Mi nombre es Carlos, sufrí fobia social hasta los veinticinco años, además de otros trastornos de ansiedad. En esta página web, trato de plasmar mi experiencia y mis conocimientos acerca de este trastorno de ansiedad, que puede llegar a destrozar la vida de una persona.

Si tienes fobia social, muy probablemente tienes dificultades para hacer amigos nuevos y crear conexiones genuinas con ellos, así como dificultades para llegar a encontrar pareja. Seguramente te aterra la idea de tener que hablar en público, ser el centro de atención en una fiesta o evento social, y te cuesta integrarte plenamente en un nuevo grupo de gente, como por ejemplo en el trabajo, o en cualquier otra circunstancia en la que tienes que relacionarte con desconocidos.

 

También habrás desarrollado estrategias de evitación, es decir, que tratas de evitar en la medida de lo posible todas esas situaciones que te generan ese profundo sentimiento de ansiedad y ese miedo al rechazo y a ser evaluado por los demás. Yo he pasado también por todo eso, y sé hasta qué punto la fobia social puede llegar a hacerte infeliz, a hacerte sentir como un «bicho raro», a sentirte solo, y a sentir una profunda frustración a nivel social, sentimental y sexual.

 

 

El consejo más importante que existe

El consejo más grande que puedo darte es que busques ayuda profesional. Es muy complicado llegar a poder superar la fobia social por uno mismo. En mi caso, pasé por dos psicólogos (en épocas distintas de mi vida cada uno), y puedo decir, que los dos me ayudaron mucho; y que especialmente la terapia con el segundo psicólogo, marcó un antes y un después en mi vida. Fue el paso que permitió que salir de la situación en la que estaba.

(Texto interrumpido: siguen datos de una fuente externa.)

use chrono::{DateTime, Utc};
use serde::{Deserialize, Serialize};

/// Watched fraction at which a video unit is considered complete.
pub const COMPLETION_THRESHOLD_PERCENT: f64 = 95.0;

/// Per-(student, unit) viewing status.
///
/// The record is owned by the server side of the sync boundary: clients only
/// ever observe it through authoritative responses. A missing record reads
/// as [`UnitStatus::not_started`], never as an error.
#[derive(Debug, Clone, PartialEq, Serialize, Deserialize)]
pub struct UnitStatus {
    watched_seconds: u32,
    total_seconds: u32,
    progress_percentage: f64,
    is_completed: bool,
    last_observed_at: Option<DateTime<Utc>>,
}

impl Default for UnitStatus {
    fn default() -> Self {
        Self::not_started()
    }
}

impl UnitStatus {
    /// Status for a unit with no recorded activity.
    #[must_use]
    pub fn not_started() -> Self {
        Self {
            watched_seconds: 0,
            total_seconds: 0,
            progress_percentage: 0.0,
            is_completed: false,
            last_observed_at: None,
        }
    }

    /// Rehydrates a status from persisted storage, normalizing legacy rows
    /// where a completed unit carried a sub-100 percentage.
    #[must_use]
    pub fn from_persisted(
        watched_seconds: u32,
        total_seconds: u32,
        progress_percentage: f64,
        is_completed: bool,
        last_observed_at: Option<DateTime<Utc>>,
    ) -> Self {
        let progress_percentage = if is_completed {
            100.0
        } else {
            progress_percentage.clamp(0.0, 100.0)
        };
        Self {
            watched_seconds: watched_seconds.min(total_seconds.max(1)),
            total_seconds,
            progress_percentage,
            is_completed,
            last_observed_at,
        }
    }

    /// Marks a non-video unit (test, reference) as complete for aggregation.
    #[must_use]
    pub fn completed_at(at: DateTime<Utc>) -> Self {
        Self {
            watched_seconds: 0,
            total_seconds: 0,
            progress_percentage: 100.0,
            is_completed: true,
            last_observed_at: Some(at),
        }
    }

    /// Applies one progress report and returns the resulting status.
    ///
    /// This is the authoritative completion rule:
    /// - the stored total only ever grows (and is at least one second);
    /// - the stored watched value never regresses and is clamped to the total;
    /// - percentage is `round(watched / total * 100, 2)` capped at 100;
    /// - completion fires at 95% watched and is sticky from then on.
    ///
    /// Applying the identical report twice yields an identical status.
    #[must_use]
    pub fn apply_update(&self, watched_seconds: u32, total_seconds: u32, now: DateTime<Utc>) -> Self {
        let total = total_seconds.max(self.total_seconds).max(1);
        let watched = watched_seconds.max(self.watched_seconds).min(total);

        let raw_percentage = round2(f64::from(watched) / f64::from(total) * 100.0).min(100.0);
        let is_completed = self.is_completed || raw_percentage >= COMPLETION_THRESHOLD_PERCENT;
        let progress_percentage = if is_completed { 100.0 } else { raw_percentage };

        Self {
            watched_seconds: watched,
            total_seconds: total,
            progress_percentage,
            is_completed,
            last_observed_at: Some(now),
        }
    }

    #[must_use]
    pub fn watched_seconds(&self) -> u32 {
        self.watched_seconds
    }

    #[must_use]
    pub fn total_seconds(&self) -> u32 {
        self.total_seconds
    }

    #[must_use]
    pub fn progress_percentage(&self) -> f64 {
        self.progress_percentage
    }

    #[must_use]
    pub fn is_completed(&self) -> bool {
        self.is_completed
    }

    #[must_use]
    pub fn last_observed_at(&self) -> Option<DateTime<Utc>> {
        self.last_observed_at
    }
}

/// Rounds to two decimal places, matching the wire percentage format.
#[must_use]
pub fn round2(value: f64) -> f64 {
    (value * 100.0).round() / 100.0
}

#[cfg(test)]
mod tests {
    use super::*;
    use crate::time::fixed_now;

    #[test]
    fn not_started_is_zeroed() {
        let status = UnitStatus::not_started();
        assert_eq!(status.watched_seconds(), 0);
        assert!(!status.is_completed());
        assert_eq!(status.progress_percentage(), 0.0);
        assert!(status.last_observed_at().is_none());
    }

    #[test]
    fn completion_fires_at_95_percent_boundary() {
        let base = UnitStatus::not_started();

        let below = base.apply_update(569, 600, fixed_now());
        assert!(!below.is_completed());
        assert_eq!(below.progress_percentage(), 94.83);

        let at = base.apply_update(570, 600, fixed_now());
        assert!(at.is_completed());
        assert_eq!(at.progress_percentage(), 100.0);
    }

    #[test]
    fn watched_value_never_regresses() {
        let first = UnitStatus::not_started().apply_update(120, 600, fixed_now());
        let second = first.apply_update(40, 600, fixed_now());
        assert_eq!(second.watched_seconds(), 120);
    }

    #[test]
    fn identical_update_is_idempotent() {
        let first = UnitStatus::not_started().apply_update(250, 600, fixed_now());
        let second = first.apply_update(250, 600, fixed_now());
        assert_eq!(first.progress_percentage(), second.progress_percentage());
        assert_eq!(first.watched_seconds(), second.watched_seconds());
        assert_eq!(first.is_completed(), second.is_completed());
    }

    #[test]
    fn completion_is_sticky() {
        let completed = UnitStatus::not_started().apply_update(600, 600, fixed_now());
        assert!(completed.is_completed());

        let later = completed.apply_update(10, 600, fixed_now());
        assert!(later.is_completed());
        assert_eq!(later.progress_percentage(), 100.0);
    }

    #[test]
    fn total_only_grows_and_watched_is_clamped() {
        let first = UnitStatus::not_started().apply_update(30, 600, fixed_now());
        let second = first.apply_update(700, 10, fixed_now());
        assert_eq!(second.total_seconds(), 600);
        assert_eq!(second.watched_seconds(), 600);
    }

    #[test]
    fn zero_total_is_guarded() {
        let status = UnitStatus::not_started().apply_update(0, 0, fixed_now());
        assert_eq!(status.total_seconds(), 1);
        assert!(!status.is_completed());
    }

    #[test]
    fn persisted_completed_row_is_normalized_to_100() {
        let status = UnitStatus::from_persisted(570, 600, 95.0, true, Some(fixed_now()));
        assert_eq!(status.progress_percentage(), 100.0);
    }
}
//! Course-level completion math.
//!
//! Everything here is a pure function of the ordered unit list and the
//! status map. Other sessions and graders can change statuses at any time,
//! so callers recompute on every access instead of caching the result.

use std::collections::HashMap;

use crate::model::{ContentUnit, UnitId, UnitStatus, round2};

/// Derived course progress. Never persisted; recomputed on demand and
/// discarded after use.
#[derive(Debug, Clone, PartialEq)]
pub struct CourseProgress {
    pub completed_required_count: usize,
    pub total_required_count: usize,
    pub percentage: f64,
    pub next_required_unit: Option<UnitId>,
}

/// Advisory lock state for one unit in the sequence.
#[derive(Debug, Clone, Copy, PartialEq, Eq)]
pub struct UnitAccess {
    pub unit_id: UnitId,
    pub is_locked: bool,
}

fn status_of<'a>(
    statuses: &'a HashMap<UnitId, UnitStatus>,
    unit: &ContentUnit,
) -> Option<&'a UnitStatus> {
    statuses.get(&unit.id())
}

fn is_completed(statuses: &HashMap<UnitId, UnitStatus>, unit: &ContentUnit) -> bool {
    status_of(statuses, unit).is_some_and(UnitStatus::is_completed)
}

/// Computes completion counts, percentage and the next required unit.
///
/// A course with units but no required ones reads as fully complete; an
/// empty course reads as zero. Missing status records mean "not started".
#[must_use]
pub fn course_progress(
    units: &[ContentUnit],
    statuses: &HashMap<UnitId, UnitStatus>,
) -> CourseProgress {
    let required: Vec<&ContentUnit> = units
        .iter()
        .filter(|unit| unit.counts_toward_completion())
        .collect();

    let completed_required_count = required
        .iter()
        .filter(|unit| is_completed(statuses, unit))
        .count();

    let percentage = if required.is_empty() {
        if units.is_empty() { 0.0 } else { 100.0 }
    } else {
        #[allow(clippy::cast_precision_loss)]
        let ratio = completed_required_count as f64 / required.len() as f64;
        round2(ratio * 100.0).min(100.0)
    };

    let next_required_unit = required
        .iter()
        .find(|unit| !is_completed(statuses, unit))
        .map(|unit| unit.id());

    CourseProgress {
        completed_required_count,
        total_required_count: required.len(),
        percentage,
        next_required_unit,
    }
}

/// Computes the advisory lock state for every unit in sequence order.
///
/// Forward progression past the first incomplete required unit is blocked:
/// that unit itself stays open, everything after it is locked. Units the
/// student already completed remain freely re-enterable wherever they sit.
#[must_use]
pub fn unit_access(
    units: &[ContentUnit],
    statuses: &HashMap<UnitId, UnitStatus>,
) -> Vec<UnitAccess> {
    let gate = units
        .iter()
        .find(|unit| unit.counts_toward_completion() && !is_completed(statuses, unit))
        .map(ContentUnit::order_index);

    units
        .iter()
        .map(|unit| {
            let past_gate = gate.is_some_and(|gate| unit.order_index() > gate);
            UnitAccess {
                unit_id: unit.id(),
                is_locked: past_gate && !is_completed(statuses, unit),
            }
        })
        .collect()
}

/// Lock check for a single unit; unknown ids are treated as locked.
#[must_use]
pub fn is_unit_unlocked(
    units: &[ContentUnit],
    statuses: &HashMap<UnitId, UnitStatus>,
    unit_id: UnitId,
) -> bool {
    unit_access(units, statuses)
        .iter()
        .find(|access| access.unit_id == unit_id)
        .is_some_and(|access| !access.is_locked)
}

#[cfg(test)]
mod tests {
    use super::*;
    use crate::model::{CourseId, MediaRef, TestId, UnitKind};
    use crate::time::fixed_now;

    fn video_unit(id: u64, order: u32, required: bool) -> ContentUnit {
        ContentUnit::new(
            UnitId::new(id),
            CourseId::new(1),
            format!("Video {id}"),
            order,
            required,
            UnitKind::Video {
                media: MediaRef::from_id(format!("media-{id}")).unwrap(),
                duration_seconds: 600,
            },
            fixed_now(),
        )
        .unwrap()
    }

    fn test_unit(id: u64, order: u32) -> ContentUnit {
        ContentUnit::new(
            UnitId::new(id),
            CourseId::new(1),
            format!("Test {id}"),
            order,
            true,
            UnitKind::Test {
                test_id: TestId::new(id),
            },
            fixed_now(),
        )
        .unwrap()
    }

    fn reference_unit(id: u64, order: u32) -> ContentUnit {
        ContentUnit::new(
            UnitId::new(id),
            CourseId::new(1),
            format!("Reading {id}"),
            order,
            false,
            UnitKind::Reference {
                resource: "notes.md".into(),
            },
            fixed_now(),
        )
        .unwrap()
    }

    fn completed() -> UnitStatus {
        UnitStatus::completed_at(fixed_now())
    }

    #[test]
    fn half_complete_course_reports_fifty_percent_and_third_unit_next() {
        let units = vec![
            video_unit(1, 0, true),
            video_unit(2, 1, true),
            video_unit(3, 2, true),
            test_unit(4, 3),
        ];
        let mut statuses = HashMap::new();
        statuses.insert(UnitId::new(1), completed());
        statuses.insert(UnitId::new(2), completed());

        let progress = course_progress(&units, &statuses);
        assert_eq!(progress.completed_required_count, 2);
        assert_eq!(progress.total_required_count, 4);
        assert_eq!(progress.percentage, 50.0);
        assert_eq!(progress.next_required_unit, Some(UnitId::new(3)));
    }

    #[test]
    fn course_without_required_units_is_complete() {
        let units = vec![reference_unit(1, 0)];
        let progress = course_progress(&units, &HashMap::new());
        assert_eq!(progress.percentage, 100.0);
        assert_eq!(progress.next_required_unit, None);
    }

    #[test]
    fn empty_course_is_zero_percent() {
        let progress = course_progress(&[], &HashMap::new());
        assert_eq!(progress.percentage, 0.0);
        assert_eq!(progress.total_required_count, 0);
    }

    #[test]
    fn missing_status_reads_as_not_started() {
        let units = vec![video_unit(1, 0, true)];
        let progress = course_progress(&units, &HashMap::new());
        assert_eq!(progress.completed_required_count, 0);
        assert_eq!(progress.next_required_unit, Some(UnitId::new(1)));
    }

    #[test]
    fn units_past_an_incomplete_required_unit_are_locked() {
        let units = vec![video_unit(1, 0, true), video_unit(2, 1, true), test_unit(3, 2)];
        let mut statuses = HashMap::new();
        statuses.insert(UnitId::new(1), completed());

        assert!(is_unit_unlocked(&units, &statuses, UnitId::new(1)));
        assert!(is_unit_unlocked(&units, &statuses, UnitId::new(2)));
        assert!(!is_unit_unlocked(&units, &statuses, UnitId::new(3)));

        statuses.insert(UnitId::new(2), completed());
        assert!(is_unit_unlocked(&units, &statuses, UnitId::new(3)));
    }

    #[test]
    fn completed_units_stay_reenterable() {
        let units = vec![video_unit(1, 0, true), video_unit(2, 1, true), video_unit(3, 2, true)];
        let mut statuses = HashMap::new();
        // Unit 3 was completed before a grader reopened unit 2.
        statuses.insert(UnitId::new(1), completed());
        statuses.insert(UnitId::new(3), completed());

        let access = unit_access(&units, &statuses);
        assert!(!access[0].is_locked);
        assert!(!access[1].is_locked);
        assert!(!access[2].is_locked);
    }

    #[test]
    fn optional_units_do_not_gate_progression() {
        let units = vec![
            video_unit(1, 0, true),
            video_unit(2, 1, false),
            reference_unit(3, 2),
            test_unit(4, 3),
        ];
        let mut statuses = HashMap::new();
        statuses.insert(UnitId::new(1), completed());

        // Optional video and reference material sit before the next
        // required unit; none of them block it.
        assert!(is_unit_unlocked(&units, &statuses, UnitId::new(2)));
        assert!(is_unit_unlocked(&units, &statuses, UnitId::new(3)));
        assert!(is_unit_unlocked(&units, &statuses, UnitId::new(4)));
    }

    #[test]
    fn unknown_unit_is_locked() {
        let units = vec![video_unit(1, 0, true)];
        assert!(!is_unit_unlocked(&units, &HashMap::new(), UnitId::new(9)));
    }
}
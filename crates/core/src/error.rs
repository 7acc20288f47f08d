use thiserror::Error;

use crate::grading::GradingError;
use crate::model::{AttemptError, CourseError, QuestionError, TestDefinitionError, UnitValidationError};

/// Umbrella error for domain validation and grading failures.
#[derive(Debug, Error)]
#[non_exhaustive]
pub enum Error {
    #[error(transparent)]
    UnitValidation(#[from] UnitValidationError),
    #[error(transparent)]
    Course(#[from] CourseError),
    #[error(transparent)]
    Question(#[from] QuestionError),
    #[error(transparent)]
    TestDefinition(#[from] TestDefinitionError),
    #[error(transparent)]
    Attempt(#[from] AttemptError),
    #[error(transparent)]
    Grading(#[from] GradingError),
}
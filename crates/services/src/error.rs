//! Shared error types for the services crate.

use thiserror::Error;

use academy_core::grading::GradingError;
use academy_core::model::{AttemptError, CourseError, UnitId};
use storage::repository::StorageError;
use storage::sqlite::SqliteInitError;

/// Errors emitted by `AttemptScorer`.
#[derive(Debug, Error)]
#[non_exhaustive]
pub enum ScorerError {
    #[error("attempt not found")]
    AttemptNotFound,

    #[error("test not found")]
    UnknownTest,

    #[error("test has no questions to attempt")]
    EmptyTest,

    #[error("attempt was already submitted")]
    AlreadySubmitted,

    #[error("attempt has not been submitted yet")]
    NotSubmitted,

    #[error("invalid answer payload: {0}")]
    Validation(String),

    #[error(transparent)]
    Storage(#[from] StorageError),
}

impl From<GradingError> for ScorerError {
    fn from(err: GradingError) -> Self {
        ScorerError::Validation(err.to_string())
    }
}

impl From<AttemptError> for ScorerError {
    fn from(err: AttemptError) -> Self {
        match err {
            AttemptError::AlreadySubmitted => ScorerError::AlreadySubmitted,
            AttemptError::NotSubmitted => ScorerError::NotSubmitted,
            AttemptError::NoQuestions => ScorerError::EmptyTest,
            _ => ScorerError::Validation(err.to_string()),
        }
    }
}

/// Errors emitted by `SyncGateway` implementations.
#[derive(Debug, Error)]
#[non_exhaustive]
pub enum SyncError {
    #[error("unit {0} cannot accept progress updates")]
    NotPlayable(UnitId),

    #[error("request failed with status {0}")]
    HttpStatus(reqwest::StatusCode),

    #[error(transparent)]
    Http(#[from] reqwest::Error),

    #[error(transparent)]
    Scorer(#[from] ScorerError),

    #[error(transparent)]
    Storage(#[from] StorageError),
}

/// Errors emitted by `CourseService`.
#[derive(Debug, Error)]
#[non_exhaustive]
pub enum CourseServiceError {
    #[error(transparent)]
    Course(#[from] CourseError),

    #[error(transparent)]
    Storage(#[from] StorageError),
}

/// Errors emitted while bootstrapping app services.
#[derive(Debug, Error)]
#[non_exhaustive]
pub enum AppServicesError {
    #[error(transparent)]
    Sqlite(#[from] SqliteInitError),

    #[error(transparent)]
    Storage(#[from] StorageError),
}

Pero debo advertirte que un psicólogo te va a enseñar las herramientas necesarias para que puedas superar el problema, pero eres tú quien debes aplicar todas esas herramientas y conceptos a la realidad de tu vida. Eres tú quien debes enfrentarte a tus miedos y a las dificultades propias del tratamiento, y eso nadie lo puede hacer por ti. En mi caso, un elemento fundamental para poder superar el problema fue el profundo dolor emocional y soledad que me estaba causando este problema. Aprendí a usar ese dolor emocional como una fuerza que me permitiese conseguir aquello que en otras circunstancias tal vez hubiese sido imposible.

 

Usar el dolor emocional como fuente de motivación

Era tal mi vacío sentimental, que asumí que tenía que estar dispuesto a pagar el precio de la curación. Y ese precio era estar dispuesto a aceptar la posibilidad de ser rechazado, de no tener la aprobación de los demás, en definitiva, estar dispuesto a salir de mi zona de confort emocional.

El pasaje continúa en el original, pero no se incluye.